Force-Sensitive Resistor controller designed for Delta 3D printers for automatic bed leveling.

Availability

These circuit boards are now available for purchase from here:

You can find my blog post about having these manufactured here: http://trains.socha.com/2014/09/manufacturing-fsr-endstop-controller.html

History

Back in Februray 2014, Johann modified the Marlin firmware to support force sensitive resistors (FSRs) to allow the firmware to locate the print surface by moving the print nozzle down until the firmware detected that it was touching the bed. FSRs have a very high resistance until you apply pressure, at which point the resistance drops very quickly. You can find more information about his work here: http://reprap.org/wiki/FSR.

I built my own delta printer (http://trains.socha.com/2013/11/building-3dr-simple-delta-printer-part-i.html) and decided to try FSRs. Johann's original branch used one of the thermister inputs, but he later changed to using one of the standard endstop inputs, which I learned when I talked to him at the Seattle Mini Makerfaire. So I tried the endstops.

I had a devel of a time getting it to work. Getting the threshold just right took quite a bit of effort, plus I had to use just the right version of the firmware and get it to load on my Printrboard. It took a little head scratching, and some measurements, to realize that the weight of my glass bed was enough to move the voltage low enough to trigger the end stop. I tried lots of things, and finally used the tape he suggested. That worked better, but I wasn't happy because it was so finiky.

That's how this project got started. I figured it wouldn't be that much effort to use a microcontroller to automatically adjust for the ambient pressure. I'd been wanting to learn how to design and build circuit boards, so my friend Stephen helped me design version 1.0 of this circuit board (in other words, I watched while he layed it out). He also showed me how to hand-solder my first circuit board. You can find more information here:

FSR Endstop Controller

Although not a clever name, it certainly describes what this board does. To use the board, you connect a cable to the endstop on your printer board, and then you connect three FSRs to the inputs of the board. And that's it. The board receives power from the printer board and automatically adjusts to the ambient pressure on the sensors. Whenever the head hits the build plate, the board will detect this and trigger the end stop.

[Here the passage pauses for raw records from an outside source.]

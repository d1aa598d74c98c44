//! Unit types for physical quantities.
//!
//! Keeps sense-resistor values, currents and microstep divisors from being
//! mixed up with raw register values.

use serde::Deserialize;

use crate::error::ConfigError;

/// Resistance in ohms.
///
/// Used for the external current-sense resistor (typically 0.11 ohm on
/// TMC2209 breakout boards).
#[derive(Debug, Clone, Copy, PartialEq, PartialOrd, Default, Deserialize)]
#[cfg_attr(feature = "defmt", derive(defmt::Format))]
#[serde(transparent)]
pub struct Ohms(pub f32);

impl Ohms {
    /// Create a new Ohms value.
    #[inline]
    pub const fn new(value: f32) -> Self {
        Self(value)
    }

    /// Get the raw value.
    #[inline]
    pub const fn value(self) -> f32 {
        self.0
    }

    /// A sense resistor must be finite and strictly positive.
    #[inline]
    pub fn is_valid(self) -> bool {
        self.0.is_finite() && self.0 > 0.0
    }
}

/// RMS motor current in milliamps.
#[derive(Debug, Clone, Copy, PartialEq, Eq, PartialOrd, Ord, Default, Deserialize)]
#[cfg_attr(feature = "defmt", derive(defmt::Format))]
#[serde(transparent)]
pub struct Milliamps(pub u16);

impl Milliamps {
    /// Create a new Milliamps value.
    #[inline]
    pub const fn new(value: u16) -> Self {
        Self(value)
    }

    /// Get the raw value.
    #[inline]
    pub const fn value(self) -> u16 {
        self.0
    }
}

/// Microstep divisor (1, 2, 4, 8, 16, 32, 64, 128, 256).
///
/// Validated at construction to be a power of 2 within the valid range.
#[derive(Debug, Clone, Copy, PartialEq, Eq)]
#[cfg_attr(feature = "defmt", derive(defmt::Format))]
pub struct Microsteps(u16);

impl Microsteps {
    /// Full step (no microstepping).
    pub const FULL: Self = Self(1);
    /// Half step.
    pub const HALF: Self = Self(2);
    /// Quarter step.
    pub const QUARTER: Self = Self(4);
    /// Eighth step.
    pub const EIGHTH: Self = Self(8);
    /// Sixteenth step.
    pub const SIXTEENTH: Self = Self(16);
    /// Thirty-second step.
    pub const THIRTY_SECOND: Self = Self(32);
    /// Sixty-fourth step.
    pub const SIXTY_FOURTH: Self = Self(64);
    /// 128th step.
    pub const ONE_TWENTY_EIGHTH: Self = Self(128);
    /// 256th step (maximum resolution).
    pub const TWO_FIFTY_SIXTH: Self = Self(256);

    /// Valid microstep values.
    const VALID_VALUES: [u16; 9] = [1, 2, 4, 8, 16, 32, 64, 128, 256];

    /// Create a new Microsteps value with validation.
    ///
    /// # Errors
    ///
    /// Returns `ConfigError::InvalidMicrosteps` if the value is not a valid power of 2.
    /// `0` is accepted as full step.
    pub fn new(value: u16) -> Result<Self, ConfigError> {
        if value == 0 {
            Ok(Self::FULL)
        } else if Self::VALID_VALUES.contains(&value) {
            Ok(Self(value))
        } else {
            Err(ConfigError::InvalidMicrosteps(value))
        }
    }

    /// Get the raw divisor value.
    #[inline]
    pub const fn value(self) -> u16 {
        self.0
    }

    /// MRES field of CHOPCONF for this divisor (256 -> 0, ..., 1 -> 8).
    #[inline]
    pub const fn mres(self) -> u8 {
        8 - self.0.trailing_zeros() as u8
    }
}

impl Default for Microsteps {
    fn default() -> Self {
        Self::SIXTEENTH
    }
}

impl TryFrom<u16> for Microsteps {
    type Error = ConfigError;

    fn try_from(value: u16) -> Result<Self, Self::Error> {
        Self::new(value)
    }
}

impl<'de> Deserialize<'de> for Microsteps {
    fn deserialize<D>(deserializer: D) -> Result<Self, D::Error>
    where
        D: serde::Deserializer<'de>,
    {
        use core::fmt::Write;
        let value = u16::deserialize(deserializer)?;
        Microsteps::new(value).map_err(|e| {
            let mut buf = heapless::String::<128>::new();
            let _ = write!(buf, "{}", e);
            serde::de::Error::custom(buf.as_str())
        })
    }
}

#[cfg(test)]
mod tests {
    use super::*;

    #[test]
    fn test_microsteps_valid_values() {
        for &v in &Microsteps::VALID_VALUES {
            assert!(Microsteps::new(v).is_ok());
        }
    }

    #[test]
    fn test_microsteps_invalid_values() {
        assert!(Microsteps::new(3).is_err());
        assert!(Microsteps::new(17).is_err());
        assert!(Microsteps::new(512).is_err());
    }

    #[test]
    fn test_zero_means_full_step() {
        assert_eq!(Microsteps::new(0), Ok(Microsteps::FULL));
        assert_eq!(Microsteps::new(0).unwrap().mres(), 8);
    }

    #[test]
    fn test_mres_encoding() {
        assert_eq!(Microsteps::TWO_FIFTY_SIXTH.mres(), 0);
        assert_eq!(Microsteps::SIXTEENTH.mres(), 4);
        assert_eq!(Microsteps::FULL.mres(), 8);
    }

    #[test]
    fn test_sense_resistor_validity() {
        assert!(Ohms(0.11).is_valid());
        assert!(!Ohms(0.0).is_valid());
        assert!(!Ohms(-0.11).is_valid());
        assert!(!Ohms(f32::NAN).is_valid());
    }
}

To date, we've made two different versions of the board. Revision 1.1 is shown on the left, and 1.2 is on the right:

Board Versions

The difference between these two is the arrangement of pins that can be used to modify the behavior of the board. In the revision 1.1 board, these pins are labeld IO1, IO2, and IO3. While the same pins are labeled SN2, SN1, and NC on the revision 1.2 boards. Additionally, the 1.2 boards allow you to solder in a 2 by 3 array of header pins and then use jumpers to connect any combination of these three pins to ground (GND), whereas the 1.1 boards require using wires to connect any combination of these pins to GND.

Wiring the Endstop

Use a three-wire cable to connect the endstop on your printer board to this circuit board. These should be connected to the three pins labeled "+/-", "+/-", and "SIG" in the upper-left corner of the image above. On all the printer boards I've looked at, the signal wire is on the outside. The 5V connection is either on the middle pin or the outside pin. You'll want to check your printer board to ensure you attach the connector with the correct orientation.

Setting the Sensitivity

There are two jumpers you can use to modify the sensitivy of this board. By default (no jumpers), the force much be such that the voltage drops below 0.92 of the ambient value before the output is triggered. Each FSR is monitored independently of the others, so the output will trigger when at least one FSR triggers an input. In the table below, GND means you've connected that pin to ground.

SN1 / IO2 SN2 / IO1 Sensitivity
GND GND 0.8
GND - 0.85
- GND 0.95
- - 0.92

Setting NC/NO Behavior

By default, the end stop output will be normally open (NO), which should work fine with any printer. However if you want to change this to normally closed (NC), connect pin NC/IO3 to GND.